## Data supplied
* * *

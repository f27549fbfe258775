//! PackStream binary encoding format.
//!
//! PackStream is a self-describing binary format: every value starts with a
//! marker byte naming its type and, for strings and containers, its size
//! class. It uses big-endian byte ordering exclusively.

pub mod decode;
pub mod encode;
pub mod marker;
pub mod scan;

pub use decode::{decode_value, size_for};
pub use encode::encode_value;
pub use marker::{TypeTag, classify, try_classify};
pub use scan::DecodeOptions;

* * *

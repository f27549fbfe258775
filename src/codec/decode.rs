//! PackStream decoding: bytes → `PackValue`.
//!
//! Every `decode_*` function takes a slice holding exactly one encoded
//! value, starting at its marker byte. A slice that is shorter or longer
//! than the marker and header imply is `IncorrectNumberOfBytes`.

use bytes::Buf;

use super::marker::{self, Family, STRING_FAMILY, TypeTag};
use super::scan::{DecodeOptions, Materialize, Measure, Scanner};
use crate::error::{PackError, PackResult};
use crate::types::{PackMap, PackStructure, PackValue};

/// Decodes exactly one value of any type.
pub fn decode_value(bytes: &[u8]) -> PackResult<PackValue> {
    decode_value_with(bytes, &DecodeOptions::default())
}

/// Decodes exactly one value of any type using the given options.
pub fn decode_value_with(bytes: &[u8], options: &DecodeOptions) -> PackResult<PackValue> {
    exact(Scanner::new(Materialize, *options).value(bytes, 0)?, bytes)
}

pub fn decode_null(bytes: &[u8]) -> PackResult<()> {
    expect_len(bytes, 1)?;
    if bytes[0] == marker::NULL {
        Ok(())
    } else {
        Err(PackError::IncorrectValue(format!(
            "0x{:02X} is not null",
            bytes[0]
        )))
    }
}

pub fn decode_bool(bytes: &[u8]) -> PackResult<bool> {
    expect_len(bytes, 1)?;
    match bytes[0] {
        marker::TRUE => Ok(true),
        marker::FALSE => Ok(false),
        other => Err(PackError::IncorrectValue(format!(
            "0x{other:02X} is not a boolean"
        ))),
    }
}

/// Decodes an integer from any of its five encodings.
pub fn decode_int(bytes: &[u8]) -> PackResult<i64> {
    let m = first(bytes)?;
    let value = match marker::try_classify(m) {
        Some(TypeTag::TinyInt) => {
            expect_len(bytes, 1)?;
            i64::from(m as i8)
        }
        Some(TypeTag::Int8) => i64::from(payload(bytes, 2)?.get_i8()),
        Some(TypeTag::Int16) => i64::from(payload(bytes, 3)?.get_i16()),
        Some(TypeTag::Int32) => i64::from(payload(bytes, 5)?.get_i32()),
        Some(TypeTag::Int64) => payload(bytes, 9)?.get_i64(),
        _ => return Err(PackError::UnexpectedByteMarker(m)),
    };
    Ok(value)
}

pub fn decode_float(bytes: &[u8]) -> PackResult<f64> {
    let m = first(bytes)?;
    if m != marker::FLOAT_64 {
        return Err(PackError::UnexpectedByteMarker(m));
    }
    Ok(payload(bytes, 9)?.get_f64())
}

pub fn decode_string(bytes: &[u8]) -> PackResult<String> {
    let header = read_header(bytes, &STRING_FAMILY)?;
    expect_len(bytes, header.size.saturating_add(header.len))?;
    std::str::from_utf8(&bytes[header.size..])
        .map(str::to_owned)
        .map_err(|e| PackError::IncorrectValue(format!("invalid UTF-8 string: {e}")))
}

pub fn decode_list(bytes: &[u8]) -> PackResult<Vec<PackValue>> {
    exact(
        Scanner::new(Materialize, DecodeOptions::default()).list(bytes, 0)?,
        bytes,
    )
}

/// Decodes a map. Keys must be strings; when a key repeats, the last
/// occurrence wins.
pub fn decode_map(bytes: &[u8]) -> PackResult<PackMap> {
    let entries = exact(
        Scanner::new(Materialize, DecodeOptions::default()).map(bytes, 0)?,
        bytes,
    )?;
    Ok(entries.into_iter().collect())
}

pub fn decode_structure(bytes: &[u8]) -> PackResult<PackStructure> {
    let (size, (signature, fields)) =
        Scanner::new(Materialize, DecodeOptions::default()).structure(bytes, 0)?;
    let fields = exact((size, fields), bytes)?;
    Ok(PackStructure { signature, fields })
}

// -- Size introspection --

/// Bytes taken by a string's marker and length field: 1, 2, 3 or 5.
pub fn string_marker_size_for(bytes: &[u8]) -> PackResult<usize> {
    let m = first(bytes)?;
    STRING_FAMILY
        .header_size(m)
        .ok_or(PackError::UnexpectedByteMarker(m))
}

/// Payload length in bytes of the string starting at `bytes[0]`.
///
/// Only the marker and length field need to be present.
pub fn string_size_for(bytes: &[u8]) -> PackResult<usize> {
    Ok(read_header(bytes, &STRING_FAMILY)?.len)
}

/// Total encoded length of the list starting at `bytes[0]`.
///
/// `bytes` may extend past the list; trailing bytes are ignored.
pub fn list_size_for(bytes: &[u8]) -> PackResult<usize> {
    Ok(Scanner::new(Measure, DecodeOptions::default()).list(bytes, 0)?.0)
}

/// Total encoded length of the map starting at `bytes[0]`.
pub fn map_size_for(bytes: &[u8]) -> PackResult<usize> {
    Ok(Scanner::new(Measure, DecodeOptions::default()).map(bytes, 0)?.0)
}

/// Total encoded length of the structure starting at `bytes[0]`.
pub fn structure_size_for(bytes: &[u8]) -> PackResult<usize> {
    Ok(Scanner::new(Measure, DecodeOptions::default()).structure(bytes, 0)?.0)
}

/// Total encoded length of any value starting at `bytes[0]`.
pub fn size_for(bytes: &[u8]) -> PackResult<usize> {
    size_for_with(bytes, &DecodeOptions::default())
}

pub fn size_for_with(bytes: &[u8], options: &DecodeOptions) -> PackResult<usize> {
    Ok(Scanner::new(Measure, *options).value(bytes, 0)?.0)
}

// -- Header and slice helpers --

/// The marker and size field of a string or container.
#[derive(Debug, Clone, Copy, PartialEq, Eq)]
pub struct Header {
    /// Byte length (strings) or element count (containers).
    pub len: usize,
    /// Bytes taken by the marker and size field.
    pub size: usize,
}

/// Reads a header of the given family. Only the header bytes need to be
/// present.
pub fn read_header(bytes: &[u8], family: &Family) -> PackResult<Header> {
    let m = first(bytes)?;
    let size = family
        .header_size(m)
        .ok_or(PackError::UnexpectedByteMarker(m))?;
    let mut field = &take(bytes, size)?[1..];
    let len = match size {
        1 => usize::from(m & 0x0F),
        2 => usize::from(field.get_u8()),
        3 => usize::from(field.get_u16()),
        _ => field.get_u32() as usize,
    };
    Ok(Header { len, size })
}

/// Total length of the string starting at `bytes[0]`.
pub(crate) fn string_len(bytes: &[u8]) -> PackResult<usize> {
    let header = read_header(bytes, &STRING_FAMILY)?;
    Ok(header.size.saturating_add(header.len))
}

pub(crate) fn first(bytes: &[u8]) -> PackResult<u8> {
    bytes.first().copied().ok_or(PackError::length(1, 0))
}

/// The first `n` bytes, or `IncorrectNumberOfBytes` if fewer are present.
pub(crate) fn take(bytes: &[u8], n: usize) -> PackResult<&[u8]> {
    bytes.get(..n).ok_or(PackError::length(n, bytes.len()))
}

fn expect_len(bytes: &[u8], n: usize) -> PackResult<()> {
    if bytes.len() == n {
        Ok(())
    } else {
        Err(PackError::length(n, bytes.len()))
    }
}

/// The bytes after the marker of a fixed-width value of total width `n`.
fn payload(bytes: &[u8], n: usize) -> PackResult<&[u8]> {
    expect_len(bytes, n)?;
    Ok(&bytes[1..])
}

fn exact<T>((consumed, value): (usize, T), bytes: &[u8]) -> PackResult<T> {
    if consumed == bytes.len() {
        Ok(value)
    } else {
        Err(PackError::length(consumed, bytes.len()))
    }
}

* * *

## Problem to work on
Every line above with the word "encoded" is to be copied out.

## Solution for this task
//! Every `decode_*` function takes a slice holding exactly one encoded
/// Total encoded length of the list starting at `bytes[0]`.
/// Total encoded length of the map starting at `bytes[0]`.
/// Total encoded length of the structure starting at `bytes[0]`.
/// Total encoded length of any value starting at `bytes[0]`.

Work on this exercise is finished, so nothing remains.